** Records provided follows **

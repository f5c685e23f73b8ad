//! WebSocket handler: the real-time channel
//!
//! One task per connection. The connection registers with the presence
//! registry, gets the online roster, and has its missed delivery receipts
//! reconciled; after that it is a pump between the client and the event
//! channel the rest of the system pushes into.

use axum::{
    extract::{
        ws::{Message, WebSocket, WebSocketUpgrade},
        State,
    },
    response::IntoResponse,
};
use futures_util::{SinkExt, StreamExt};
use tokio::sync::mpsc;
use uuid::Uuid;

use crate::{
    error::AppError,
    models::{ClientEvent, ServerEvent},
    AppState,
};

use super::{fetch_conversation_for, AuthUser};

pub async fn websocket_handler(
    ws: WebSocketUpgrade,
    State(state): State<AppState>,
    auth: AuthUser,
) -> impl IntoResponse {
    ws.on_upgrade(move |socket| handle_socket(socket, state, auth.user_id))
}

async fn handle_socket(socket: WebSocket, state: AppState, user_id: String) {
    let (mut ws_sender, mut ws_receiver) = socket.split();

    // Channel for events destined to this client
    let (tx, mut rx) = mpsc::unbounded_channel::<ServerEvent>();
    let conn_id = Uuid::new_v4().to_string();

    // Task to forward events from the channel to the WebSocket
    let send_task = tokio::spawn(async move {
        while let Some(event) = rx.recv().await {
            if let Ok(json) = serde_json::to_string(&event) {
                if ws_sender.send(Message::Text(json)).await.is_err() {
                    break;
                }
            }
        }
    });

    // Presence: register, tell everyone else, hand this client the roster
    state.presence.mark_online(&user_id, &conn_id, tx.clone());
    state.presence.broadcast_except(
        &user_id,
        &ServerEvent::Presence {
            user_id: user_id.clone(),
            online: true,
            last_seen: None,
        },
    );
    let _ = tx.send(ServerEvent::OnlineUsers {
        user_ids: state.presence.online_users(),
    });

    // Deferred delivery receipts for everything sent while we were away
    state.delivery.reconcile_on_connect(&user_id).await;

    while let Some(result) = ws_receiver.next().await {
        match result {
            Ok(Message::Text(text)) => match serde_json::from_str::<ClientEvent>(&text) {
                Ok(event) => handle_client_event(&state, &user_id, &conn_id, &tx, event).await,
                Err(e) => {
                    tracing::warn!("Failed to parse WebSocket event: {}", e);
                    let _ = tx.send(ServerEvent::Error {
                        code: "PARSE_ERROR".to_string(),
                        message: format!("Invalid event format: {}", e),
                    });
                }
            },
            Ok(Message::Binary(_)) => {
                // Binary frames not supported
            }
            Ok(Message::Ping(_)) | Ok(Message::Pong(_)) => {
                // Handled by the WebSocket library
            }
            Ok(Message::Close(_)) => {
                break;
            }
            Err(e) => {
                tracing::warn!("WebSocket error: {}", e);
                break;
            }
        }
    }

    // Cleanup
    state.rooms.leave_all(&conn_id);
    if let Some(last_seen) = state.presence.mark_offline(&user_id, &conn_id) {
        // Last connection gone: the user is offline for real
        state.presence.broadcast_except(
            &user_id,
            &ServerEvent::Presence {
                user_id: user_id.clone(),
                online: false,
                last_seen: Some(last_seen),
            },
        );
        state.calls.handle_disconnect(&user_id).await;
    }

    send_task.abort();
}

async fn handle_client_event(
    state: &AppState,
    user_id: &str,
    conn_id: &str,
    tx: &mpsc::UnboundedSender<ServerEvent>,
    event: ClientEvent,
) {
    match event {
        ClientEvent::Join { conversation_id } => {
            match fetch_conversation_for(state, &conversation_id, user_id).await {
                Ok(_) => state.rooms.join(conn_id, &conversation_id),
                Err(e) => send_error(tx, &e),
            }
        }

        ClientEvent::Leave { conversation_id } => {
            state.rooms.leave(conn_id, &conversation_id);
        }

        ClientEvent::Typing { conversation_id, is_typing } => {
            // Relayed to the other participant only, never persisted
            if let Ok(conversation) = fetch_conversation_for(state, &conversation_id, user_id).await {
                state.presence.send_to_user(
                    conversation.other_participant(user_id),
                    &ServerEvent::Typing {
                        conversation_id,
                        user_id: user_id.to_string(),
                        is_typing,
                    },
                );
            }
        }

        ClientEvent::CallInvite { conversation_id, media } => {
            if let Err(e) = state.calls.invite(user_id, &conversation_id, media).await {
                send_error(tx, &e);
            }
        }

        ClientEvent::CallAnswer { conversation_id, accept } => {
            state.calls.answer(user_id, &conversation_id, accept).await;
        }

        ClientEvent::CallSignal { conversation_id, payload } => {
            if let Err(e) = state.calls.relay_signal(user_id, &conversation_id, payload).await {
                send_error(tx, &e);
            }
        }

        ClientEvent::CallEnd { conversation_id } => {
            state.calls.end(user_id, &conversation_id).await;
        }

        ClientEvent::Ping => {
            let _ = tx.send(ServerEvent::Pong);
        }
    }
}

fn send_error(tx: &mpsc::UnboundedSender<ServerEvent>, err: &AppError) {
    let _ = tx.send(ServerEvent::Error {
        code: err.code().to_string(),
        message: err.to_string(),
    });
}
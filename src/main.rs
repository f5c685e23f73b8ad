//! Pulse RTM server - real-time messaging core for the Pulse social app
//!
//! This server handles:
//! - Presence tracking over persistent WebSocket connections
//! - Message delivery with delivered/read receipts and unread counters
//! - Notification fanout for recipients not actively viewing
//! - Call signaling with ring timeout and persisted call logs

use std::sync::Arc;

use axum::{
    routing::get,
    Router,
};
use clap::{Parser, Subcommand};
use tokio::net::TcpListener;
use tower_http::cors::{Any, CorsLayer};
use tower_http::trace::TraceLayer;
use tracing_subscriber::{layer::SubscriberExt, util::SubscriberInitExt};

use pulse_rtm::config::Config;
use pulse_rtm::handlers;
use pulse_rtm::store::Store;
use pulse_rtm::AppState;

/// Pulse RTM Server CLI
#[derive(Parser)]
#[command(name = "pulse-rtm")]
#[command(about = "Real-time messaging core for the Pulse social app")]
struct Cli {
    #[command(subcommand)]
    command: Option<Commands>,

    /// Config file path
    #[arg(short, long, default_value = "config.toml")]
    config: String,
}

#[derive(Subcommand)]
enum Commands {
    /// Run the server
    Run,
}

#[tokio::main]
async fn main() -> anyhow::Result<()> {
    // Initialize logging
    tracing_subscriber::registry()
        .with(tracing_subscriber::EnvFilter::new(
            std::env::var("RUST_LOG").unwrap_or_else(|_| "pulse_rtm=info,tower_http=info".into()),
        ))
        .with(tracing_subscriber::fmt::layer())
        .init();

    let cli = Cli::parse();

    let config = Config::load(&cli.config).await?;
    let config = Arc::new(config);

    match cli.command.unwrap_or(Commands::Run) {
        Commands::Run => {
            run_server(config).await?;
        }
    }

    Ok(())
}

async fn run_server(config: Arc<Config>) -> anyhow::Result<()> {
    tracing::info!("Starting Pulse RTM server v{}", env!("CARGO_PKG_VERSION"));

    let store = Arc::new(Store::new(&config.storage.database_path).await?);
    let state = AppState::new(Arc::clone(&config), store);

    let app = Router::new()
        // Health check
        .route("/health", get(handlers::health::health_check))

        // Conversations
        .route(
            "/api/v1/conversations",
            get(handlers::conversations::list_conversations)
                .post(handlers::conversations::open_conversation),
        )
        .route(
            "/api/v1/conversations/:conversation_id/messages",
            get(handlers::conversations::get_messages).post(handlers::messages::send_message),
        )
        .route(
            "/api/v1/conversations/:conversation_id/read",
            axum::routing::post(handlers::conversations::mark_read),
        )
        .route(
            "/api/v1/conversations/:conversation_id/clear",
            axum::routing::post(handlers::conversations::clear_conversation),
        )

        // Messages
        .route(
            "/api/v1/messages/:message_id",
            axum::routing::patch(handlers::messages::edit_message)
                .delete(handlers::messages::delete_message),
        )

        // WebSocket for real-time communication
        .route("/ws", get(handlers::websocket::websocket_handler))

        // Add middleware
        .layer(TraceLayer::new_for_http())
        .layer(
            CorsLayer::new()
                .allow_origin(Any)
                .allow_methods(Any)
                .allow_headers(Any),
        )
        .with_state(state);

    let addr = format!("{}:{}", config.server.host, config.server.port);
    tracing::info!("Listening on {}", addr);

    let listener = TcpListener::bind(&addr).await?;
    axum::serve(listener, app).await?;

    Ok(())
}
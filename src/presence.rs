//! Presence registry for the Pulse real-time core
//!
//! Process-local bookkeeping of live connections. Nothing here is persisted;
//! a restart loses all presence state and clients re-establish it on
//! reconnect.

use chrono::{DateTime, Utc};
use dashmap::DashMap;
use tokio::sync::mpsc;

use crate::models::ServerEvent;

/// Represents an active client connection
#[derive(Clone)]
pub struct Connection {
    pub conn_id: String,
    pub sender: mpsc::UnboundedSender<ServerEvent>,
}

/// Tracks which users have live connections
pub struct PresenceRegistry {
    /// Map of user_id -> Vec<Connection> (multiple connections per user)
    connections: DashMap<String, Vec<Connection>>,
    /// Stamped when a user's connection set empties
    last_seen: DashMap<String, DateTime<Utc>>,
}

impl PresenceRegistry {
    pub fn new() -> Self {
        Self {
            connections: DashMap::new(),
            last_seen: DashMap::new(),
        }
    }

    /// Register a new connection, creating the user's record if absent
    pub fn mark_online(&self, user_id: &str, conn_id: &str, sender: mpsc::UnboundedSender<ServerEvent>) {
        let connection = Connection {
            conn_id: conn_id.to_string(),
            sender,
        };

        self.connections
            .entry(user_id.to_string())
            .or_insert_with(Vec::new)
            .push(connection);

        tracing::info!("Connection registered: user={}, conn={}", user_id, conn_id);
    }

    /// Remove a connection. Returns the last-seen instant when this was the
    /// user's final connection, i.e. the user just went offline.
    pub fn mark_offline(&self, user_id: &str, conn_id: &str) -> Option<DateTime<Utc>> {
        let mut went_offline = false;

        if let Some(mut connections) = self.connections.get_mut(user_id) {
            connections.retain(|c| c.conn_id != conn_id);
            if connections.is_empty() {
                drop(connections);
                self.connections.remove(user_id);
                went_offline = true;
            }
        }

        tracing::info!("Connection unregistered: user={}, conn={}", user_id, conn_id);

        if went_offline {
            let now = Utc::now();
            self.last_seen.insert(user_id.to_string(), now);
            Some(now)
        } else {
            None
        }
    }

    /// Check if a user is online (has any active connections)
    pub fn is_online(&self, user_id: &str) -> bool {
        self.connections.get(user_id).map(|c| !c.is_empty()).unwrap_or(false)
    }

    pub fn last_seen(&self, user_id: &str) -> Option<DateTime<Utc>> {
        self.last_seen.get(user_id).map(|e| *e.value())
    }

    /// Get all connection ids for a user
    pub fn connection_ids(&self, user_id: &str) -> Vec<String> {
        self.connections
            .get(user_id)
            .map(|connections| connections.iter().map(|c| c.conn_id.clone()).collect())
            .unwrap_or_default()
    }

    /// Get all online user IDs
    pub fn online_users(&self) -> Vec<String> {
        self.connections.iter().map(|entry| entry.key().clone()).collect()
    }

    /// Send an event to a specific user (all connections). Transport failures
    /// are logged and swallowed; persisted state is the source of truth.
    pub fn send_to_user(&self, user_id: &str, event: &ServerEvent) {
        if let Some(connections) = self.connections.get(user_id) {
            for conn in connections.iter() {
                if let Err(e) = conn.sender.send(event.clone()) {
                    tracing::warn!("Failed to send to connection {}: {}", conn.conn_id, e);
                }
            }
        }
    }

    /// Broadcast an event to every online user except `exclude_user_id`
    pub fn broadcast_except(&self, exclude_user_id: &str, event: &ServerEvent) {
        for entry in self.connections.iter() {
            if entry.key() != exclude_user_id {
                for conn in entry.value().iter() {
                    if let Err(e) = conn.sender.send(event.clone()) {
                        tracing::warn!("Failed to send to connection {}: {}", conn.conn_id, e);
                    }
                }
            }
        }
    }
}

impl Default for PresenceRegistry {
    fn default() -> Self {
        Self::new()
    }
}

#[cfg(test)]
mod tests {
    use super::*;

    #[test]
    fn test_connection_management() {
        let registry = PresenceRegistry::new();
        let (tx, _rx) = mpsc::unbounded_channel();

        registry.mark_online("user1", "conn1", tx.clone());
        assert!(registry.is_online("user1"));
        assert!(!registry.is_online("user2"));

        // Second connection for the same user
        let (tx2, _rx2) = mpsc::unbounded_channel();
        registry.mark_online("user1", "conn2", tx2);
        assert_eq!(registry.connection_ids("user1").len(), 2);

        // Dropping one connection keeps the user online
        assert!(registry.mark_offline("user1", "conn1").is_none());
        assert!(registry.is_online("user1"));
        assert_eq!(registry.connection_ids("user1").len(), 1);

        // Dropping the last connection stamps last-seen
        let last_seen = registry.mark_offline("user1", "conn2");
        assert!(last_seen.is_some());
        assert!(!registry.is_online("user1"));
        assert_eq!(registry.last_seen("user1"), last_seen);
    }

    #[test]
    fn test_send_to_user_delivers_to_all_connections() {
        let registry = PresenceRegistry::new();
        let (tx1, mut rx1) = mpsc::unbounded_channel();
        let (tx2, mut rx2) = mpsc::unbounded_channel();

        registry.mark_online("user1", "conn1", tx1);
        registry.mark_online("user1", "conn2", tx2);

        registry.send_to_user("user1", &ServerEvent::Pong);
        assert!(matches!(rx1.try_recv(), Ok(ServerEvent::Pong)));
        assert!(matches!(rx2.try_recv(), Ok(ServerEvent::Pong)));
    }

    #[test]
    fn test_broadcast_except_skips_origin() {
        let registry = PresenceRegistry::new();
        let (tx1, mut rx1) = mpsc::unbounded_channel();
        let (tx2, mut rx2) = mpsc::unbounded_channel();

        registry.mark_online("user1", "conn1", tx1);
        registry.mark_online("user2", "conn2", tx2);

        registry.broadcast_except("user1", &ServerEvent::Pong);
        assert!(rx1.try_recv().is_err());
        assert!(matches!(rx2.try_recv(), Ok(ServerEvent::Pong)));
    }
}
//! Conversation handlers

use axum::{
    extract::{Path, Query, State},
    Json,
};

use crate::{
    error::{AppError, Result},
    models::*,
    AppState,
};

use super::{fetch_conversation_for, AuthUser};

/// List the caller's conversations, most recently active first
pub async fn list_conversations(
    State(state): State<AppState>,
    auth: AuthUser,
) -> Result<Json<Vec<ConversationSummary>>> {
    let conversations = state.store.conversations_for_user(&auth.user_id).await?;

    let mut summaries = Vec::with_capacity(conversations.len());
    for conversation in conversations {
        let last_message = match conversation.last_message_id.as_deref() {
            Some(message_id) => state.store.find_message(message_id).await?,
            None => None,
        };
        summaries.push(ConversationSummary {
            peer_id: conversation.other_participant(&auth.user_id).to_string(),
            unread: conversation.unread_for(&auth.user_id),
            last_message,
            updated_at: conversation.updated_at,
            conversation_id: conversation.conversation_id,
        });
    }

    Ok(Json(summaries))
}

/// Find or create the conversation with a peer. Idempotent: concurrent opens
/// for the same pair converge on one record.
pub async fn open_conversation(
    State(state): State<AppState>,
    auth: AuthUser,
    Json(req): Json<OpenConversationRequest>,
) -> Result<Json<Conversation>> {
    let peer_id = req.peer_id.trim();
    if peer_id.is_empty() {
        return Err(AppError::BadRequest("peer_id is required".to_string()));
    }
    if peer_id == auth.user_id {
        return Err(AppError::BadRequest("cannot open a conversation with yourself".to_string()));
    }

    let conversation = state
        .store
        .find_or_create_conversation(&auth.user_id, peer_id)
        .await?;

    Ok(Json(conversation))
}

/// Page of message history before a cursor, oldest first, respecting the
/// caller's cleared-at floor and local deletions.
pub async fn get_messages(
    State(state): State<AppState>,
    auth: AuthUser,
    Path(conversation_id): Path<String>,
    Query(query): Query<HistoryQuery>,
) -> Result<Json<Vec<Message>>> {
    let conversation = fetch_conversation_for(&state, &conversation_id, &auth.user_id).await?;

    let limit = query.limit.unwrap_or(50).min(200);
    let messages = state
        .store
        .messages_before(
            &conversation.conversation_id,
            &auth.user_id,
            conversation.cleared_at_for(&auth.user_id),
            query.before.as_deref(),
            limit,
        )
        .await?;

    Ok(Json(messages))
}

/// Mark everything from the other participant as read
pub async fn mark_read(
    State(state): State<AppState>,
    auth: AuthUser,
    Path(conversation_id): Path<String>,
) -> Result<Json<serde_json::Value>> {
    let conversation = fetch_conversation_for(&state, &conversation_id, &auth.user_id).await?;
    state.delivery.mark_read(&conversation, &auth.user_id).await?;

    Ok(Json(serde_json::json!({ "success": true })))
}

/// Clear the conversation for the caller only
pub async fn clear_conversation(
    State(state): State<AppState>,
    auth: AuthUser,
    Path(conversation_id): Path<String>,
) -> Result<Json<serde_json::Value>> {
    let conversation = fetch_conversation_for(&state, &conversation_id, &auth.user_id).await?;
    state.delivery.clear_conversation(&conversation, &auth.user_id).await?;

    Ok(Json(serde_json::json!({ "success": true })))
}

** End of Records provided **

### What to produce:
Pull out every line in the data above that has the word "collect".

### Response area:
            .map(|connections| connections.iter().map(|c| c.conn_id.clone()).collect())
        self.connections.iter().map(|entry| entry.key().clone()).collect()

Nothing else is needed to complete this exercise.